:: MATERIAL PROVIDED ::
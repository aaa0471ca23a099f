//! Single-block rendering.
//!
//! [`render_block`] turns one [`ContentBlock`] into at most one [`RenderNode`].
//! It never groups list items; that happens one level up in
//! [`crate::grouping`], which also supplies ordinals for numbered items.

use crate::assets::AssetMap;
use crate::grouping::render_blocks;
use crate::highlight;
use crate::media;
use crate::model::{BlockKind, ContentBlock, RichTextSpan, plain_text};
use crate::node::RenderNode;
use crate::richtext::{EmphasisMode, InlineNode, format_spans};

/// Alt text used when an image has no caption.
pub const DEFAULT_IMAGE_ALT: &str = "Content image";

/// Everything a render pass reads. Immutable, so documents can be rendered in
/// parallel against one asset map.
#[derive(Debug, Clone, Copy)]
pub struct RenderContext<'a> {
    pub assets: &'a AssetMap,
    pub emphasis: EmphasisMode,
}

impl<'a> RenderContext<'a> {
    pub fn new(assets: &'a AssetMap) -> Self {
        Self {
            assets,
            emphasis: EmphasisMode::default(),
        }
    }

    pub fn with_emphasis(mut self, emphasis: EmphasisMode) -> Self {
        self.emphasis = emphasis;
        self
    }

    fn inline(&self, spans: &[RichTextSpan]) -> Vec<InlineNode> {
        format_spans(spans, self.emphasis)
    }
}

/// Render one block. `ordinal` is the item's position within a numbered run.
///
/// Returns `None` for blocks that produce no output: unsupported or
/// undecodable blocks, and table rows found outside a table.
pub fn render_block(
    block: &ContentBlock,
    ordinal: Option<usize>,
    ctx: &RenderContext<'_>,
) -> Option<RenderNode> {
    let node = match &block.kind {
        BlockKind::Paragraph { text } => RenderNode::Paragraph {
            content: ctx.inline(text),
            children: render_blocks(&block.children, ctx),
        },
        BlockKind::Heading { level, text } => RenderNode::Heading {
            level: (*level).clamp(1, 3),
            anchor: block.id.clone(),
            content: ctx.inline(text),
        },
        BlockKind::BulletedListItem { text } => RenderNode::ListItem {
            ordinal: None,
            content: ctx.inline(text),
            children: render_blocks(&block.children, ctx),
        },
        BlockKind::NumberedListItem { text } => RenderNode::ListItem {
            ordinal,
            content: ctx.inline(text),
            children: render_blocks(&block.children, ctx),
        },
        BlockKind::Quote { text } => RenderNode::Quote {
            content: ctx.inline(text),
            children: render_blocks(&block.children, ctx),
        },
        BlockKind::Callout { text, icon, color } => RenderNode::Callout {
            icon: icon.clone(),
            color: color.clone(),
            content: ctx.inline(text),
            children: render_blocks(&block.children, ctx),
        },
        BlockKind::Code {
            text,
            language,
            caption,
        } => {
            let source = plain_text(text);
            let highlighted = highlight::highlight(language, &source);
            RenderNode::Code {
                language: language.clone(),
                source,
                highlighted,
                caption: ctx.inline(caption),
            }
        }
        BlockKind::Image { source, caption } => {
            let src = source.as_ref().map(|s| ctx.assets.resolve(s.url()));
            if src.is_none() {
                tracing::debug!(block_id = %block.id, "image block without URL, rendering placeholder");
            }
            let alt = plain_text(caption);
            RenderNode::Image {
                src,
                alt: if alt.is_empty() {
                    DEFAULT_IMAGE_ALT.to_string()
                } else {
                    alt
                },
                caption: ctx.inline(caption),
            }
        }
        BlockKind::Video { source, caption } => RenderNode::Media {
            embed: media::classify_video(source),
            caption: ctx.inline(caption),
        },
        BlockKind::Embed { url, caption } => RenderNode::Media {
            embed: media::classify_embed(url),
            caption: ctx.inline(caption),
        },
        BlockKind::Bookmark { url, caption } => RenderNode::Media {
            embed: media::classify_bookmark(url),
            caption: ctx.inline(caption),
        },
        BlockKind::Divider => RenderNode::Divider,
        BlockKind::Table {
            width,
            has_column_header,
            has_row_header,
        } => RenderNode::Table {
            has_column_header: *has_column_header,
            has_row_header: *has_row_header,
            rows: table_rows(block, *width, ctx),
        },
        BlockKind::TableRow { .. } => {
            tracing::debug!(block_id = %block.id, "table row outside a table, dropping");
            return None;
        }
        BlockKind::Unsupported { type_name, reason } => {
            tracing::debug!(block_id = %block.id, %type_name, %reason, "skipping block");
            return None;
        }
    };
    Some(node)
}

/// Rows of a table block, every row normalized to the declared width.
///
/// A width of zero (missing from the payload) falls back to the widest row.
fn table_rows(
    table: &ContentBlock,
    width: usize,
    ctx: &RenderContext<'_>,
) -> Vec<Vec<Vec<InlineNode>>> {
    let rows: Vec<&Vec<Vec<RichTextSpan>>> = table
        .children
        .iter()
        .filter_map(|child| match &child.kind {
            BlockKind::TableRow { cells } => Some(cells),
            _ => {
                tracing::debug!(
                    block_id = %child.id,
                    type_name = child.type_name(),
                    "non-row child inside table, dropping"
                );
                None
            }
        })
        .collect();

    let width = if width > 0 {
        width
    } else {
        rows.iter().map(|r| r.len()).max().unwrap_or(0)
    };

    rows.into_iter()
        .map(|cells| {
            let mut row: Vec<Vec<InlineNode>> =
                cells.iter().take(width).map(|cell| ctx.inline(cell)).collect();
            row.resize_with(width, Vec::new);
            row
        })
        .collect()
}

#[cfg(test)]
mod tests {
    use super::*;
    use crate::model::FileSource;

    fn para(id: &str, text: &str) -> ContentBlock {
        ContentBlock::new(
            id,
            BlockKind::Paragraph {
                text: vec![RichTextSpan::plain(text)],
            },
        )
    }

    #[test]
    fn test_heading_anchor_is_block_id() {
        let map = AssetMap::default();
        let ctx = RenderContext::new(&map);
        let block = ContentBlock::new(
            "h-123",
            BlockKind::Heading {
                level: 2,
                text: vec![RichTextSpan::plain("Intro")],
            },
        );
        match render_block(&block, None, &ctx) {
            Some(RenderNode::Heading { level, anchor, .. }) => {
                assert_eq!(level, 2);
                assert_eq!(anchor, "h-123");
            }
            other => panic!("expected heading, got {other:?}"),
        }
    }

    #[test]
    fn test_unsupported_and_stray_rows_render_nothing() {
        let map = AssetMap::default();
        let ctx = RenderContext::new(&map);
        let unsupported = ContentBlock::new(
            "u",
            BlockKind::Unsupported {
                type_name: "toggle".into(),
                reason: "unsupported block type".into(),
            },
        );
        let row = ContentBlock::new("r", BlockKind::TableRow { cells: vec![] });
        assert_eq!(render_block(&unsupported, None, &ctx), None);
        assert_eq!(render_block(&row, None, &ctx), None);
    }

    #[test]
    fn test_image_resolves_through_map() {
        let mut map = AssetMap::default();
        map.insert("https://cdn.example.com/a.png", "/images/notion/abc.png");
        let ctx = RenderContext::new(&map);

        let block = ContentBlock::new(
            "i",
            BlockKind::Image {
                source: Some(FileSource::External("https://cdn.example.com/a.png".into())),
                caption: vec![],
            },
        );
        assert_eq!(
            render_block(&block, None, &ctx),
            Some(RenderNode::Image {
                src: Some("/images/notion/abc.png".into()),
                alt: DEFAULT_IMAGE_ALT.into(),
                caption: vec![],
            })
        );
    }

    #[test]
    fn test_image_without_url_keeps_caption() {
        let map = AssetMap::default();
        let ctx = RenderContext::new(&map);
        let block = ContentBlock::new(
            "i",
            BlockKind::Image {
                source: None,
                caption: vec![RichTextSpan::plain("diagram")],
            },
        );
        assert_eq!(
            render_block(&block, None, &ctx),
            Some(RenderNode::Image {
                src: None,
                alt: "diagram".into(),
                caption: vec![InlineNode::plain("diagram")],
            })
        );
    }

    #[test]
    fn test_table_rows_normalized_to_width() {
        let map = AssetMap::default();
        let ctx = RenderContext::new(&map);
        let cell = |t: &str| vec![RichTextSpan::plain(t)];
        let table = ContentBlock::new(
            "t",
            BlockKind::Table {
                width: 3,
                has_column_header: true,
                has_row_header: false,
            },
        )
        .with_children(vec![
            ContentBlock::new(
                "r1",
                BlockKind::TableRow {
                    cells: vec![cell("a"), cell("b"), cell("c")],
                },
            ),
            ContentBlock::new(
                "r2",
                BlockKind::TableRow {
                    cells: vec![cell("d")],
                },
            ),
            para("stray", "ignored"),
        ]);

        let Some(RenderNode::Table { rows, .. }) = render_block(&table, None, &ctx) else {
            panic!("expected table");
        };
        assert_eq!(rows.len(), 2);
        assert!(rows.iter().all(|r| r.len() == 3));
        assert_eq!(rows[1][0], vec![InlineNode::plain("d")]);
        assert!(rows[1][1].is_empty() && rows[1][2].is_empty());
    }

    #[test]
    fn test_code_unsupported_language_is_plain() {
        let map = AssetMap::default();
        let ctx = RenderContext::new(&map);
        let block = ContentBlock::new(
            "c",
            BlockKind::Code {
                text: vec![RichTextSpan::plain("x <- 1")],
                language: "r".into(),
                caption: vec![],
            },
        );
        match render_block(&block, None, &ctx) {
            Some(RenderNode::Code {
                source,
                highlighted,
                ..
            }) => {
                assert_eq!(source, "x <- 1");
                assert_eq!(highlighted, None);
            }
            other => panic!("expected code, got {other:?}"),
        }
    }

    #[test]
    fn test_callout_renders_children() {
        let map = AssetMap::default();
        let ctx = RenderContext::new(&map);
        let callout = ContentBlock::new(
            "c",
            BlockKind::Callout {
                text: vec![RichTextSpan::plain("Note")],
                icon: Some("💡".into()),
                color: None,
            },
        )
        .with_children(vec![para("p", "inside")]);

        let node = render_block(&callout, None, &ctx).unwrap();
        assert_eq!(node.children().len(), 1);
    }
}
:::
Quote, word for word, every line from the top of the entries through the line that holds "use crate::media;".

repository aaa0471ca23a099f
//! Single-block rendering.
//!
//! [`render_block`] turns one [`ContentBlock`] into at most one [`RenderNode`].
//! It never groups list items; that happens one level up in
//! [`crate::grouping`], which also supplies ordinals for numbered items.

use crate::assets::AssetMap;
use crate::grouping::render_blocks;
use crate::highlight;
use crate::media;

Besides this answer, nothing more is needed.